- [YOUR ASSIGNMENT]:
Reproduce the entries below exactly, but only from the line containing "filename crates/quadgraph-schema/src/registry.rs" to the line containing "pub fn names(&self)", inclusive.
━━━━━ EXTRACTED ENTRIES ━━━━━
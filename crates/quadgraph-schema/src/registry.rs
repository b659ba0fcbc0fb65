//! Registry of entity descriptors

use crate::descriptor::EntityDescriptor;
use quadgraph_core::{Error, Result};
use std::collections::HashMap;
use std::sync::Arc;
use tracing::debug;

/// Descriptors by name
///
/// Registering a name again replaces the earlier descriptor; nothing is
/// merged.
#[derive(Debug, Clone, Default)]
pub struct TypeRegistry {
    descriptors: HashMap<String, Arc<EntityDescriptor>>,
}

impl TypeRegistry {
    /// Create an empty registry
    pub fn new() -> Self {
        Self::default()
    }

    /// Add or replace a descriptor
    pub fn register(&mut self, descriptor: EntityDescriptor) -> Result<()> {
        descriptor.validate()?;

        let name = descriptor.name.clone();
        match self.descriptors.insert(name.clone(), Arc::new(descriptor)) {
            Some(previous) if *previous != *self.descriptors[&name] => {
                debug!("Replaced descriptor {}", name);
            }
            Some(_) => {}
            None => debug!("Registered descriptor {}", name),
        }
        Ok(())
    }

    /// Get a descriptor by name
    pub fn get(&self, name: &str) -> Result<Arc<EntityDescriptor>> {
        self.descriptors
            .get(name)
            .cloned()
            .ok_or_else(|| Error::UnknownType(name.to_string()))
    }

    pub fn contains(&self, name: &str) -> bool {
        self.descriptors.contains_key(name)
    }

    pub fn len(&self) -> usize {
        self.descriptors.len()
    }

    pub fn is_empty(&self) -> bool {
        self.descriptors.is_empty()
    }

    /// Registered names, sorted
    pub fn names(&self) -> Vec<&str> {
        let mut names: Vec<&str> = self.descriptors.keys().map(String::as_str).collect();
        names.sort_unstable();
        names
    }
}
━━━━━
━━━━━ EXTRACTED ENTRIES ━━━━━
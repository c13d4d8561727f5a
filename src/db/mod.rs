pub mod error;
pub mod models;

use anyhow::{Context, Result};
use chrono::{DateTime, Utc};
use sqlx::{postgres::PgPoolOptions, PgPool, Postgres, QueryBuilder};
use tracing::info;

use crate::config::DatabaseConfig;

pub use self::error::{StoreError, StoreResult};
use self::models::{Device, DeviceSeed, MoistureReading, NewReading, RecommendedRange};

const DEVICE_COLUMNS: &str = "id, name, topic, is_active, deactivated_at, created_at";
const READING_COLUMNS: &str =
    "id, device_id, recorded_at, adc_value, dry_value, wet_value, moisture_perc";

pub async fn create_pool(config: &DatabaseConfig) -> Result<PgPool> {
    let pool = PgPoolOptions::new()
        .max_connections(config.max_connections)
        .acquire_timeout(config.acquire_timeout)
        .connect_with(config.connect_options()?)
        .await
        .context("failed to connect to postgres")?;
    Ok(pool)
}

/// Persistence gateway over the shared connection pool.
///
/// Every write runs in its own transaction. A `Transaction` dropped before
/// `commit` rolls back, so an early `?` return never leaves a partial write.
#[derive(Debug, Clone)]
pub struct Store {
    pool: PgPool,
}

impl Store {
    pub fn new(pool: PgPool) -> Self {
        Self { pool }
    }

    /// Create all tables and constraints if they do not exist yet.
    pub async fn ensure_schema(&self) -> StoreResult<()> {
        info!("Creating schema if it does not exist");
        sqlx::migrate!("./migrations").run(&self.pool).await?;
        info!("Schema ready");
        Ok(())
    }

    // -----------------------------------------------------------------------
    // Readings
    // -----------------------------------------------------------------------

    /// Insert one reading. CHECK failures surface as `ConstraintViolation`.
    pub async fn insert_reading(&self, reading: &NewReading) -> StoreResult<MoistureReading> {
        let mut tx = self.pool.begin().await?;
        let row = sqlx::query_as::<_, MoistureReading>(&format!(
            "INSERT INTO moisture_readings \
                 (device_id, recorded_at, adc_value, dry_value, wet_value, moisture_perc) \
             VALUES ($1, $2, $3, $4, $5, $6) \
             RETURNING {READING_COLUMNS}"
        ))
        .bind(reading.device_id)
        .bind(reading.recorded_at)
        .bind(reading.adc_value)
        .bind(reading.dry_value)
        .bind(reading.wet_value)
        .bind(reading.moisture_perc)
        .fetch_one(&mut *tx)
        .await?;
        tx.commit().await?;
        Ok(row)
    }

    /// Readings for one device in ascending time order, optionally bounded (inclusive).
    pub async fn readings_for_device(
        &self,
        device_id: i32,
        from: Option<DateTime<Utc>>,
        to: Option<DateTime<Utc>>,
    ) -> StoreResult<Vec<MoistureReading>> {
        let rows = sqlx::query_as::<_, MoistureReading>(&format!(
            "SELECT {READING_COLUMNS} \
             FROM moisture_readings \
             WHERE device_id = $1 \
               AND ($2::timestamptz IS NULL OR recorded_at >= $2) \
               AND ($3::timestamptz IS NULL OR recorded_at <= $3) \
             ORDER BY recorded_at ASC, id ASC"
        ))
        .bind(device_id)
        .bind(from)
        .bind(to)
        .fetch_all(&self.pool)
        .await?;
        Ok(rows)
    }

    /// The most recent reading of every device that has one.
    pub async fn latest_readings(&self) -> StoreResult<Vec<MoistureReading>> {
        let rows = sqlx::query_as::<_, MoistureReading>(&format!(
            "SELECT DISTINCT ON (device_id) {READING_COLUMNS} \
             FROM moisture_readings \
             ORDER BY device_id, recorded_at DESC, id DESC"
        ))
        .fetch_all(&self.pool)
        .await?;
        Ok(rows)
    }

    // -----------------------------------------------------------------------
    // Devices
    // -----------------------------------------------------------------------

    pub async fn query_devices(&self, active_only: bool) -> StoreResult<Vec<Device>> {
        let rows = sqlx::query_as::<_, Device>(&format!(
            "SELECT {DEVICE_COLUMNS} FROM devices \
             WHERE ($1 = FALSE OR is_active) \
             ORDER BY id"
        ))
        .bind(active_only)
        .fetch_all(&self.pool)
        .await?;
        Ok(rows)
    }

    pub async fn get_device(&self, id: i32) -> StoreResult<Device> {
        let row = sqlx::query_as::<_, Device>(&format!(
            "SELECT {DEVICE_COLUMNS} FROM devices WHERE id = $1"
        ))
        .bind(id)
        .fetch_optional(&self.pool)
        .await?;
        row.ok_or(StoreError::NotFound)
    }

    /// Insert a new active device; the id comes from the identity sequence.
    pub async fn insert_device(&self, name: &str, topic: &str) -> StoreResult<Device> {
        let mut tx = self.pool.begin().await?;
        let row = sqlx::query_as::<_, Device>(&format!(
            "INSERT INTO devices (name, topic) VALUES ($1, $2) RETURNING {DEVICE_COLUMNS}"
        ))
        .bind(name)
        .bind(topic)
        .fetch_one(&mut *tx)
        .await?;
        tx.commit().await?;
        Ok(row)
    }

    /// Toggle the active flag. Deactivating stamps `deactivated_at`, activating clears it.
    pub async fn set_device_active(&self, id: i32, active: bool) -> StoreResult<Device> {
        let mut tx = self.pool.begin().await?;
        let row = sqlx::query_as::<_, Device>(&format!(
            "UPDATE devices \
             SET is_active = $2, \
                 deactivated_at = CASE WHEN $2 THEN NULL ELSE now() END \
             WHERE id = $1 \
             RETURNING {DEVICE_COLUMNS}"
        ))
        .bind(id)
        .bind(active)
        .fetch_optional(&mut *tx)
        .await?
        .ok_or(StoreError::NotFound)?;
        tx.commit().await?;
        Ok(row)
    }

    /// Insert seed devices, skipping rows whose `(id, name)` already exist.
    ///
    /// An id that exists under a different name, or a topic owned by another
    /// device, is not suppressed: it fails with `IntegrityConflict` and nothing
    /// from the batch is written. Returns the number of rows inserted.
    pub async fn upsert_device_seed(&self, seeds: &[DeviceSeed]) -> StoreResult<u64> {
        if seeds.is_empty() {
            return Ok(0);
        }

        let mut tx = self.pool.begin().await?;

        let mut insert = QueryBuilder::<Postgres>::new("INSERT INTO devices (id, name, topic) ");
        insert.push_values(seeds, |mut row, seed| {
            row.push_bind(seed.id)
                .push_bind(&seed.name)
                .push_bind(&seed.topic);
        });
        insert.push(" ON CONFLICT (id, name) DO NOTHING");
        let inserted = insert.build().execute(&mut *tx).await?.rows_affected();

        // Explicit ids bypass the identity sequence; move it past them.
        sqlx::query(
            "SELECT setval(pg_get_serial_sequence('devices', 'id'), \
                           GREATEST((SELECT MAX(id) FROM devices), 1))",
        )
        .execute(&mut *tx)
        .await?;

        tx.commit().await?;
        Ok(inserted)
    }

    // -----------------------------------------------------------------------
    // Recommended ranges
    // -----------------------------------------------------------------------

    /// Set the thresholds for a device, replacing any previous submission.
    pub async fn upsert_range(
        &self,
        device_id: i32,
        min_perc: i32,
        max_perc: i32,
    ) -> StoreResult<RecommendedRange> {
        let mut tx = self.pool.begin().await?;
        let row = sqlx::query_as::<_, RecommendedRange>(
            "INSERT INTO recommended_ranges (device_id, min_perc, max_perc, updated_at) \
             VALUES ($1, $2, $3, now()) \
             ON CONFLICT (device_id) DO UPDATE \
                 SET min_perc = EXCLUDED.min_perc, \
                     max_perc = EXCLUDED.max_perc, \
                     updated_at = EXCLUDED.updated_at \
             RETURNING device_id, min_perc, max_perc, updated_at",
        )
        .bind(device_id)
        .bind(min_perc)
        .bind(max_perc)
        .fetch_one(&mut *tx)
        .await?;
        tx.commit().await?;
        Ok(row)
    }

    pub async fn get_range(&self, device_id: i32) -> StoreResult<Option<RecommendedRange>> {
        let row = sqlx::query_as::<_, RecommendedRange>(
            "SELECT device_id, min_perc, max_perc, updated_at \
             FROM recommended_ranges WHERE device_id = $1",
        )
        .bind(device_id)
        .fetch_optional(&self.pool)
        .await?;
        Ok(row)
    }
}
━━━━━
━━━━━ EXTRACTED ENTRIES ━━━━━
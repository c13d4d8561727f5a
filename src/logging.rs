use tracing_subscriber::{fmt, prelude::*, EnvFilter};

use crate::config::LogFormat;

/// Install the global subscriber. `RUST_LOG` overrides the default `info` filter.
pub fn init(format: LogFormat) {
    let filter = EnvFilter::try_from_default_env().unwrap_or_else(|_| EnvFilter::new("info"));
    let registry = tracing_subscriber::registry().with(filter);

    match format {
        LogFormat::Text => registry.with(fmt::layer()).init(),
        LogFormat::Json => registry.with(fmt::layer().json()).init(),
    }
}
━━━━━
- [SOLUTION TO THIS EXERCISE]:
filename crates/quadgraph-schema/src/registry.rs
repository b659ba0fcbc0fb65
//! Registry of entity descriptors

use crate::descriptor::EntityDescriptor;
use quadgraph_core::{Error, Result};
use std::collections::HashMap;
use std::sync::Arc;
use tracing::debug;

/// Descriptors by name
///
/// Registering a name again replaces the earlier descriptor; nothing is
/// merged.
#[derive(Debug, Clone, Default)]
pub struct TypeRegistry {
    descriptors: HashMap<String, Arc<EntityDescriptor>>,
}

impl TypeRegistry {
    /// Create an empty registry
    pub fn new() -> Self {
        Self::default()
    }

    /// Add or replace a descriptor
    pub fn register(&mut self, descriptor: EntityDescriptor) -> Result<()> {
        descriptor.validate()?;

        let name = descriptor.name.clone();
        match self.descriptors.insert(name.clone(), Arc::new(descriptor)) {
            Some(previous) if *previous != *self.descriptors[&name] => {
                debug!("Replaced descriptor {}", name);
            }
            Some(_) => {}
            None => debug!("Registered descriptor {}", name),
        }
        Ok(())
    }

    /// Get a descriptor by name
    pub fn get(&self, name: &str) -> Result<Arc<EntityDescriptor>> {
        self.descriptors
            .get(name)
            .cloned()
            .ok_or_else(|| Error::UnknownType(name.to_string()))
    }

    pub fn contains(&self, name: &str) -> bool {
        self.descriptors.contains_key(name)
    }

    pub fn len(&self) -> usize {
        self.descriptors.len()
    }

    pub fn is_empty(&self) -> bool {
        self.descriptors.is_empty()
    }

    /// Registered names, sorted
    pub fn names(&self) -> Vec<&str> {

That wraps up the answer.